С вокзала он отправился на автобусную станцию, разглядывая сквозь плачущее окно троллейбуса серые невзрачные дома в потеках, грязные, без бордюров, улицы, голые деревья, и единственное, что пока радовало и наполняло душу каким-то легким, щемящим чувством, — это вятский говорок, доносившийся со всех сторон. Если прикрыть глаза, то возникало ощущение — сладкое, как весенний дымок, от горевшей ботвы на огородах. И было трудно определить, где он. В далекой Вятке или в родной Стремянке? Когда-то он не чувствовал вятского диалекта, смешно было слушать тех, кто говорил иначе, по его мнению, неправильно, не по-русски. Но настал час другого открытия, перевернувшего все с ног на голову. В университете Сергей уже стеснялся своего вятского выговора, старался правильнее произносить слова, следил за своей речью и часто упускал смысл, путался и сбивался. И не отсюда ли возник тот самый комплекс, о котором так часто напоминала Ирма? Однако и это миновало, почти забылось. Разве что когда он приезжал в Стремянку, незаметно для себя вдруг начинал говорить по-вятски, обнаруживая это лишь в городе. Срабатывал какой-то слуховой рефлекс или он, научившись правильной речи, продолжал думать неправильно, с диалектом? А в деревне как-то само собой получалось: как думал, так и говорил…

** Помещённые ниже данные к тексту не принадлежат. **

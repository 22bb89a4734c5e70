use async_trait::async_trait;
use reqwest::multipart::{Form, Part};
use reqwest::Client;
use tracing::{debug, info, warn};
use uuid::Uuid;

use super::{CoverLetterService, HealthStatus, ServiceError};
use crate::config::Config;
use crate::form::submission::{FormSubmission, JobDescription};
use crate::page::form_data::UploadedFile;
use crate::page::ids;

/// Correlates a request with the backend's own request logs.
pub const REQUEST_ID_HEADER: &str = "x-request-id";

/// reqwest-backed client for the generation backend.
#[derive(Clone)]
pub struct HttpCoverLetterService {
    client: Client,
    generate_url: String,
    health_url: String,
}

impl HttpCoverLetterService {
    pub fn new(config: &Config) -> Result<Self, ServiceError> {
        let client = Client::builder()
            .user_agent(format!("cover-letter/{}", config.version))
            .build()
            .map_err(|e| ServiceError::Build(e.to_string()))?;

        Ok(Self {
            client,
            generate_url: config.generate_endpoint(),
            health_url: config.health_endpoint(),
        })
    }
}

#[async_trait]
impl CoverLetterService for HttpCoverLetterService {
    async fn generate(&self, submission: &FormSubmission) -> Result<String, ServiceError> {
        let request_id = Uuid::new_v4();
        let form = build_multipart(submission)?;

        info!(
            %request_id,
            mode = %submission.job_desc_type(),
            "Requesting cover letter from {}",
            self.generate_url
        );

        let response = self
            .client
            .post(&self.generate_url)
            .header(REQUEST_ID_HEADER, request_id.to_string())
            .multipart(form)
            .send()
            .await
            .map_err(|e| ServiceError::Transport(e.to_string()))?;

        let status = response.status();
        if !status.is_success() {
            let body = response.text().await.unwrap_or_default();
            warn!(%request_id, "Cover letter service returned {}: {}", status, body);
            return Err(ServiceError::Status {
                status: status.as_u16(),
            });
        }

        let letter = response
            .text()
            .await
            .map_err(|e| ServiceError::Transport(e.to_string()))?;

        debug!(%request_id, "Cover letter received: {} characters", letter.len());
        Ok(letter)
    }

    async fn health(&self) -> Result<HealthStatus, ServiceError> {
        let response = self
            .client
            .get(&self.health_url)
            .send()
            .await
            .map_err(|e| ServiceError::Transport(e.to_string()))?;

        let status = response.status();
        if !status.is_success() {
            return Err(ServiceError::Status {
                status: status.as_u16(),
            });
        }

        let body = response
            .text()
            .await
            .map_err(|e| ServiceError::Transport(e.to_string()))?;
        serde_json::from_str(&body).map_err(|e| ServiceError::Decode(e.to_string()))
    }
}

/// Multipart body: `cv_file`, `job_desc_type`, then exactly one of
/// `job_desc_text`/`job_desc_image`, then the optional fields.
fn build_multipart(submission: &FormSubmission) -> Result<Form, ServiceError> {
    let mut form = Form::new()
        .part(ids::CV_FILE, file_part(&submission.cv_file)?)
        .text(ids::JOB_DESC_TYPE, submission.job_desc_type().as_str());

    form = match &submission.job_description {
        JobDescription::Text(text) => form.text(ids::JOB_DESC_TEXT, text.clone()),
        JobDescription::Image(image) => form.part(ids::JOB_DESC_IMAGE, file_part(image)?),
    };

    if let Some(company) = &submission.company_name {
        form = form.text(ids::COMPANY_NAME, company.clone());
    }
    if let Some(limit) = submission.word_limit {
        form = form.text(ids::WORD_LIMIT, limit.to_string());
    }

    Ok(form)
}

fn file_part(file: &UploadedFile) -> Result<Part, ServiceError> {
    Part::bytes(file.bytes.to_vec())
        .file_name(file.file_name.clone())
        .mime_str(&file.content_type)
        .map_err(|e| ServiceError::Multipart(e.to_string()))
}

#[cfg(test)]
mod tests {
    use super::*;
    use std::sync::{Arc, Mutex};

    use axum::extract::{Multipart, State};
    use axum::http::{HeaderMap, StatusCode};
    use axum::routing::{get, post};
    use axum::{Json, Router};
    use serde_json::json;

    #[derive(Debug, Clone)]
    struct SeenField {
        name: String,
        file_name: Option<String>,
        content_type: Option<String>,
        data: Vec<u8>,
    }

    #[derive(Clone, Default)]
    struct Seen {
        fields: Arc<Mutex<Vec<SeenField>>>,
        request_ids: Arc<Mutex<Vec<String>>>,
    }

    async fn capture(
        State(seen): State<Seen>,
        headers: HeaderMap,
        mut multipart: Multipart,
    ) -> &'static str {
        if let Some(id) = headers.get(REQUEST_ID_HEADER) {
            seen.request_ids
                .lock()
                .unwrap()
                .push(id.to_str().unwrap().to_string());
        }
        while let Some(field) = multipart.next_field().await.unwrap() {
            let name = field.name().unwrap_or_default().to_string();
            let file_name = field.file_name().map(str::to_string);
            let content_type = field.content_type().map(str::to_string);
            let data = field.bytes().await.unwrap().to_vec();
            seen.fields.lock().unwrap().push(SeenField {
                name,
                file_name,
                content_type,
                data,
            });
        }
        "Dear Hiring Manager..."
    }

    async fn spawn_backend(router: Router) -> String {
        let listener = tokio::net::TcpListener::bind("127.0.0.1:0").await.unwrap();
        let addr = listener.local_addr().unwrap();
        tokio::spawn(async move {
            axum::serve(listener, router).await.unwrap();
        });
        format!("http://{addr}")
    }

    fn service_for(base_url: &str) -> HttpCoverLetterService {
        HttpCoverLetterService::new(&Config::for_base_url(base_url)).unwrap()
    }

    fn cv() -> UploadedFile {
        UploadedFile::new("resume.pdf", "application/pdf", "%PDF-1.7 resume")
    }

    fn names(seen: &Seen) -> Vec<String> {
        seen.fields
            .lock()
            .unwrap()
            .iter()
            .map(|f| f.name.clone())
            .collect()
    }

    #[tokio::test]
    async fn test_text_submission_sends_text_fields_only() {
        let seen = Seen::default();
        let router = Router::new()
            .route("/generate_cover_letter", post(capture))
            .with_state(seen.clone());
        let base = spawn_backend(router).await;

        let submission = FormSubmission {
            cv_file: cv(),
            job_description: JobDescription::Text("Rust developer wanted".to_string()),
            company_name: Some("Acme".to_string()),
            word_limit: Some(300),
        };

        let letter = service_for(&base).generate(&submission).await.unwrap();
        assert_eq!(letter, "Dear Hiring Manager...");

        assert_eq!(
            names(&seen),
            vec!["cv_file", "job_desc_type", "job_desc_text", "company_name", "word_limit"]
        );

        let fields = seen.fields.lock().unwrap().clone();
        assert_eq!(fields[0].file_name.as_deref(), Some("resume.pdf"));
        assert_eq!(fields[0].content_type.as_deref(), Some("application/pdf"));
        assert_eq!(fields[0].data, b"%PDF-1.7 resume".to_vec());
        assert_eq!(fields[1].data, b"text".to_vec());
        assert_eq!(fields[2].data, b"Rust developer wanted".to_vec());
        assert_eq!(fields[4].data, b"300".to_vec());

        let request_ids = seen.request_ids.lock().unwrap().clone();
        assert_eq!(request_ids.len(), 1);
        assert!(Uuid::parse_str(&request_ids[0]).is_ok());
    }

    #[tokio::test]
    async fn test_image_submission_sends_image_only() {
        let seen = Seen::default();
        let router = Router::new()
            .route("/generate_cover_letter", post(capture))
            .with_state(seen.clone());
        let base = spawn_backend(router).await;

        let submission = FormSubmission {
            cv_file: cv(),
            job_description: JobDescription::Image(UploadedFile::new(
                "posting.png",
                "image/png",
                vec![0x89, b'P', b'N', b'G'],
            )),
            company_name: None,
            word_limit: None,
        };

        service_for(&base).generate(&submission).await.unwrap();

        assert_eq!(names(&seen), vec!["cv_file", "job_desc_type", "job_desc_image"]);
        let fields = seen.fields.lock().unwrap().clone();
        assert_eq!(fields[1].data, b"image".to_vec());
        assert_eq!(fields[2].file_name.as_deref(), Some("posting.png"));
        assert_eq!(fields[2].content_type.as_deref(), Some("image/png"));
    }

    #[tokio::test]
    async fn test_server_error_maps_to_status() {
        let router = Router::new().route(
            "/generate_cover_letter",
            post(|| async {
                (
                    StatusCode::INTERNAL_SERVER_ERROR,
                    r#"{"detail":"Error generating cover letter"}"#,
                )
            }),
        );
        let base = spawn_backend(router).await;

        let submission = FormSubmission {
            cv_file: cv(),
            job_description: JobDescription::Text("Rust".to_string()),
            company_name: None,
            word_limit: None,
        };

        let err = service_for(&base).generate(&submission).await.unwrap_err();
        assert!(matches!(err, ServiceError::Status { status: 500 }));
        assert_eq!(err.to_string(), "Network response was not ok: 500");
    }

    #[tokio::test]
    async fn test_connection_refused_is_transport_error() {
        let listener = tokio::net::TcpListener::bind("127.0.0.1:0").await.unwrap();
        let addr = listener.local_addr().unwrap();
        drop(listener);

        let submission = FormSubmission {
            cv_file: cv(),
            job_description: JobDescription::Text("Rust".to_string()),
            company_name: None,
            word_limit: None,
        };

        let err = service_for(&format!("http://{addr}"))
            .generate(&submission)
            .await
            .unwrap_err();
        assert!(matches!(err, ServiceError::Transport(_)));
    }

    #[tokio::test]
    async fn test_health_decodes_status() {
        let router = Router::new().route(
            "/health",
            get(|| async {
                Json(json!({
                    "status": "healthy",
                    "api_version": "1.0.0",
                    "environment": "production",
                    "system": { "cpu_usage_percent": 3.5 }
                }))
            }),
        );
        let base = spawn_backend(router).await;

        let health = service_for(&base).health().await.unwrap();
        assert_eq!(health.status, "healthy");
        assert_eq!(health.api_version.as_deref(), Some("1.0.0"));
        assert_eq!(health.environment.as_deref(), Some("production"));
    }

    #[tokio::test]
    async fn test_health_rejects_non_json() {
        let router = Router::new().route("/health", get(|| async { "ok" }));
        let base = spawn_backend(router).await;

        let err = service_for(&base).health().await.unwrap_err();
        assert!(matches!(err, ServiceError::Decode(_)));
    }
}
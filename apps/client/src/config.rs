use reqwest::Url;
use thiserror::Error;

/// Fixed backend address used when running in a development context.
pub const LOCAL_API_BASE_URL: &str = "http://localhost:8000";

const GENERATE_PATH: &str = "generate_cover_letter";
const HEALTH_PATH: &str = "health";

const DEVELOPMENT_NAMES: &[&str] = &["development", "dev", "local"];
const LOCAL_HOSTNAMES: &[&str] = &["localhost", "127.0.0.1", "::1"];

#[derive(Debug, Error)]
pub enum ConfigError {
    #[error("Required environment variable 'API_URL' is not set for the production environment")]
    MissingApiUrl,

    #[error("API_URL '{0}' is not an absolute http(s) URL")]
    InvalidApiUrl(String),
}

#[derive(Debug, Clone, Copy, PartialEq, Eq)]
pub enum Environment {
    Development,
    Production,
}

impl Environment {
    /// Development when either the environment name or the hostname says so.
    pub fn detect(name: Option<&str>, hostname: Option<&str>) -> Self {
        let dev_name = name
            .map(|n| DEVELOPMENT_NAMES.contains(&n.to_lowercase().as_str()))
            .unwrap_or(false);
        let local_host = hostname
            .map(|h| LOCAL_HOSTNAMES.contains(&h.to_lowercase().as_str()))
            .unwrap_or(false);

        if dev_name || local_host {
            Environment::Development
        } else {
            Environment::Production
        }
    }
}

#[derive(Debug, Clone, PartialEq, Eq)]
pub struct Features {
    pub debug: bool,
}

/// Raw environment signals the configuration is resolved from.
#[derive(Debug, Clone, Default)]
pub struct EnvSignals {
    pub environment: Option<String>,
    pub hostname: Option<String>,
    pub api_url: Option<String>,
    pub version: Option<String>,
    pub rust_log: Option<String>,
}

impl EnvSignals {
    pub fn from_process() -> Self {
        Self::from_lookup(|key| std::env::var(key).ok())
    }

    /// Collects the signals through `lookup`. Values are trimmed and blank
    /// ones count as unset, so a blank `APP_ENV` falls through to `NODE_ENV`.
    pub fn from_lookup(lookup: impl Fn(&str) -> Option<String>) -> Self {
        let read = |key: &str| {
            lookup(key)
                .map(|value| value.trim().to_string())
                .filter(|value| !value.is_empty())
        };

        Self {
            environment: read("APP_ENV")
                .or_else(|| read("NODE_ENV"))
                .or_else(|| read("ENVIRONMENT")),
            hostname: read("APP_HOSTNAME"),
            api_url: read("API_URL"),
            version: read("APP_VERSION"),
            rust_log: read("RUST_LOG"),
        }
    }
}

/// Client configuration. Built once at start-up and handed by reference to
/// whatever needs it.
#[derive(Debug, Clone)]
pub struct Config {
    pub environment: Environment,
    pub api_base_url: String,
    pub version: String,
    pub features: Features,
    pub rust_log: String,
}

impl Config {
    pub fn from_env() -> Result<Self, ConfigError> {
        dotenvy::dotenv().ok(); // load .env if present; ignore if missing

        Self::resolve(&EnvSignals::from_process())
    }

    /// Resolves the configuration from already collected signals.
    /// A production context without a usable `API_URL` is an error.
    pub fn resolve(signals: &EnvSignals) -> Result<Self, ConfigError> {
        let environment =
            Environment::detect(signals.environment.as_deref(), signals.hostname.as_deref());

        let api_base_url = match environment {
            Environment::Development => LOCAL_API_BASE_URL.to_string(),
            Environment::Production => {
                let raw = signals
                    .api_url
                    .as_deref()
                    .map(str::trim)
                    .filter(|url| !url.is_empty())
                    .ok_or(ConfigError::MissingApiUrl)?;
                normalize_base_url(raw)?
            }
        };

        let debug = environment == Environment::Development;

        Ok(Config {
            environment,
            api_base_url,
            version: signals
                .version
                .clone()
                .unwrap_or_else(|| env!("CARGO_PKG_VERSION").to_string()),
            features: Features { debug },
            rust_log: signals
                .rust_log
                .clone()
                .unwrap_or_else(|| if debug { "debug" } else { "info" }.to_string()),
        })
    }

    pub fn generate_endpoint(&self) -> String {
        format!("{}/{}", self.api_base_url, GENERATE_PATH)
    }

    pub fn health_endpoint(&self) -> String {
        format!("{}/{}", self.api_base_url, HEALTH_PATH)
    }

    #[cfg(test)]
    pub fn for_base_url(api_base_url: &str) -> Self {
        Config {
            environment: Environment::Production,
            api_base_url: api_base_url.trim_end_matches('/').to_string(),
            version: "test".to_string(),
            features: Features { debug: false },
            rust_log: "info".to_string(),
        }
    }
}

fn normalize_base_url(raw: &str) -> Result<String, ConfigError> {
    let url = Url::parse(raw).map_err(|_| ConfigError::InvalidApiUrl(raw.to_string()))?;

    if !matches!(url.scheme(), "http" | "https") || url.host_str().is_none() {
        return Err(ConfigError::InvalidApiUrl(raw.to_string()));
    }

    Ok(raw.trim_end_matches('/').to_string())
}
//! Page controller: owns the document and routes page events to their
//! handlers, one event at a time.

pub mod orchestrator;

use std::sync::Arc;

use tracing::{debug, info};

use crate::clipboard::{copy_output, ClipboardBackends, CopyOutcome};
use crate::errors::PageError;
use crate::form::mode_toggle::{sync_mode, JobDescriptionMode};
use crate::page::{ids, Document};
use crate::service::CoverLetterService;

pub use orchestrator::SubmissionOutcome;

#[derive(Debug, Clone, PartialEq, Eq)]
pub enum PageEvent {
    Change { target: String },
    Submit { form: String },
    Click { target: String },
}

impl PageEvent {
    pub fn change(target: &str) -> Self {
        PageEvent::Change {
            target: target.to_string(),
        }
    }

    pub fn submit(form: &str) -> Self {
        PageEvent::Submit {
            form: form.to_string(),
        }
    }

    pub fn click(target: &str) -> Self {
        PageEvent::Click {
            target: target.to_string(),
        }
    }
}

#[derive(Debug, Clone, PartialEq, Eq)]
pub enum EventOutcome {
    /// No handler is bound to the event target.
    Ignored,
    ModeChanged(JobDescriptionMode),
    Submitted(SubmissionOutcome),
    Copied(CopyOutcome),
}

pub struct App {
    document: Document,
    service: Arc<dyn CoverLetterService>,
    clipboard: ClipboardBackends,
}

impl App {
    /// Wires the handlers to `document` and applies the initially selected
    /// job description mode.
    pub fn load(
        mut document: Document,
        service: Arc<dyn CoverLetterService>,
        clipboard: ClipboardBackends,
    ) -> Result<Self, PageError> {
        let mode = sync_mode(&mut document)?;
        info!("Cover letter page ready (job description mode: {})", mode);

        Ok(Self {
            document,
            service,
            clipboard,
        })
    }

    pub fn document(&self) -> &Document {
        &self.document
    }

    #[cfg(test)]
    pub fn document_mut(&mut self) -> &mut Document {
        &mut self.document
    }

    pub async fn dispatch(&mut self, event: PageEvent) -> Result<EventOutcome, PageError> {
        let expired = self.document.run_due_effects();
        if expired > 0 {
            debug!("Applied {} expired page effects", expired);
        }

        match event {
            PageEvent::Change { target }
                if target == ids::JOB_DESC_TYPE_TEXT || target == ids::JOB_DESC_TYPE_IMAGE =>
            {
                self.document.check(&target)?;
                let mode = sync_mode(&mut self.document)?;
                debug!("Job description mode switched to {}", mode);
                Ok(EventOutcome::ModeChanged(mode))
            }
            PageEvent::Submit { form } if form == ids::COVER_LETTER_FORM => {
                let outcome =
                    orchestrator::submit(&mut self.document, self.service.as_ref()).await?;
                Ok(EventOutcome::Submitted(outcome))
            }
            PageEvent::Click { target } if target == ids::COPY_BTN => {
                let outcome = copy_output(&mut self.document, &self.clipboard).await;
                Ok(EventOutcome::Copied(outcome))
            }
            other => {
                debug!("No handler for {:?}", other);
                Ok(EventOutcome::Ignored)
            }
        }
    }
}
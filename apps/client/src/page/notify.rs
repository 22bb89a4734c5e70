use tokio::time::Duration;
use tracing::error;

use super::effects::Effect;
use super::ids::{self, classes};
use super::Document;
use crate::sanitize::sanitize_plain_text;

/// How long an error stays visible before the banner hides itself.
pub const ERROR_DISPLAY_DURATION: Duration = Duration::from_secs(5);

/// Shows `message` in the error banner and schedules it to hide again.
/// The message is always passed through the plain-text sanitizer first.
pub fn show_error(document: &mut Document, message: &str) {
    let message = sanitize_plain_text(message);

    let Some(container) = document.get_mut(ids::ERROR_CONTAINER) else {
        error!("Error: {}", message);
        return;
    };
    container.set_text(message);
    container.remove_class(classes::HIDDEN);

    document.schedule(
        ERROR_DISPLAY_DURATION,
        Effect::add_class(ids::ERROR_CONTAINER, classes::HIDDEN),
    );
}

/// Text currently shown by the error banner, if it is visible.
pub fn visible_error(document: &Document) -> Option<&str> {
    document
        .get(ids::ERROR_CONTAINER)
        .filter(|container| !container.is_hidden())
        .map(|container| container.text())
}

#[cfg(test)]
mod tests {
    use super::*;

    #[tokio::test(start_paused = true)]
    async fn test_error_is_shown_then_hidden() {
        let mut doc = Document::cover_letter_page();
        show_error(&mut doc, "Please upload your CV/resume file");

        assert_eq!(visible_error(&doc), Some("Please upload your CV/resume file"));

        tokio::time::advance(ERROR_DISPLAY_DURATION).await;
        doc.run_due_effects();
        assert_eq!(visible_error(&doc), None);
    }

    #[test]
    fn test_error_message_is_sanitized() {
        let mut doc = Document::cover_letter_page();
        show_error(&mut doc, "<img src=x onerror=alert(1)>Server <b>down</b>");

        assert_eq!(visible_error(&doc), Some("Server down"));
    }

    #[test]
    fn test_missing_container_does_not_panic() {
        let mut doc = Document::cover_letter_page();
        doc.remove(ids::ERROR_CONTAINER);

        show_error(&mut doc, "Network error: boom");
        assert_eq!(doc.pending_effects(), 0);
    }
}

На автовокзале он купил билет и сел в роскошный «Икарус» с белыми салфетками в изголовье сидений. Похоже, от дождливой погоды и осенних сумерек города представлялось, что дорога будет грязной, ухабистой, автобус какой-нибудь допотопный и пассажиры типичные — с кошелками, с мешками, с гусями в корзинах. Однако все выглядело иначе. Асфальтовое шоссе раскручивалось впереди бесконечной ровной лентой, укачивало, наваливался какой-то дремотный покой. Сначала он таращился сквозь стекло, не пропуская ни одной деревеньки, с тихим восторгом проводил глазами ветряную мельницу, сохранившуюся в придорожном селе, постарался разглядеть воду в промелькнувшей под мостом речонке, затем уснул так, что соседу пришлось трясти его за плечо.
— Проснись, паренечёк, Тужа будёт!
Он вышел в Туже — районном центре, — когда вечерние сумерки, придавленные низким небом, напрочь закрыли село. Почему-то сразу вспомнилась отцова шутка по поводу названия вятских сел.
— Как поеду за Тужу — за Пержу и за Вою!
Последние два села были настолько далекими, судя по рассказам отца, а дороги такими плохими, что Тужа считалась чуть ли не последним местом, где еще кое-как можно жить человеку. И по его же рассказам он знал, как и куда ехать. Сколько раз, напоминая ему «заскочить в Россию», отец заново объяснял, как добраться до Стремянки. Объяснял так, словно недавно вернулся отсюда и видел все своими глазами. Но ведь он не был никогда здесь! Опять гены?
От Тужи до Стремянки оставалось тридцать километров по дороге, которая вела в село Караванное. Отец так и наказывал — спрашивай дорогу в Караванное, всякий покажет, поскольку село и раньше было известное, богатое, теперь-то уж, поди, городом стало. Однако, даже зная дорогу, на ночь глядя отправляться в Стремянку не было смысла. Сергей прошел но улице, отыскал Дом колхозника, помещавшийся в большой старой избе, и попросился переночевать. Его поселили в комнате, где стояло с десяток кроватей и какие-то мужики, по виду шабашники, играли в карты и пили вермут. Сергея позвали в компанию, предложили отхлебнуть из бутылки, он отказался: начнутся расспросы, разговоры, а хотелось молчать. Смотреть, думать и молчать. С того момента, как он вышел из поезда в Кирове, вдруг обострились чувства и все окружающее стало восприниматься в каком-то своем первоначальном смысле. Дождь казался не сыростью, не промозглой мокрядью, а дождем, который сеял, сеял по земле влагу, напитывая ее, и был нужен. Было нужно низкое небо, грязные улицы и расхристанные деревянные тротуары села, потому что это — Тужа, место, где еще кое-как можно жить человеку. Дом колхозника был домом, куда пускали переночевать, где сидели такие же, как он, мужики и пили дешевое и сердитое вино. И борщ в столовой по соседству был необычайно вкусным, наваристым, густым, тарелка такой глубокой, что, кажется, три пота сошло, пока выхлебал; котлета оказалась сочной, в меру мягкой и огромной, с мужскую ладонь. А хлеб и вовсе таял во рту, и можно было есть его, как пирог, без борща и котлеты.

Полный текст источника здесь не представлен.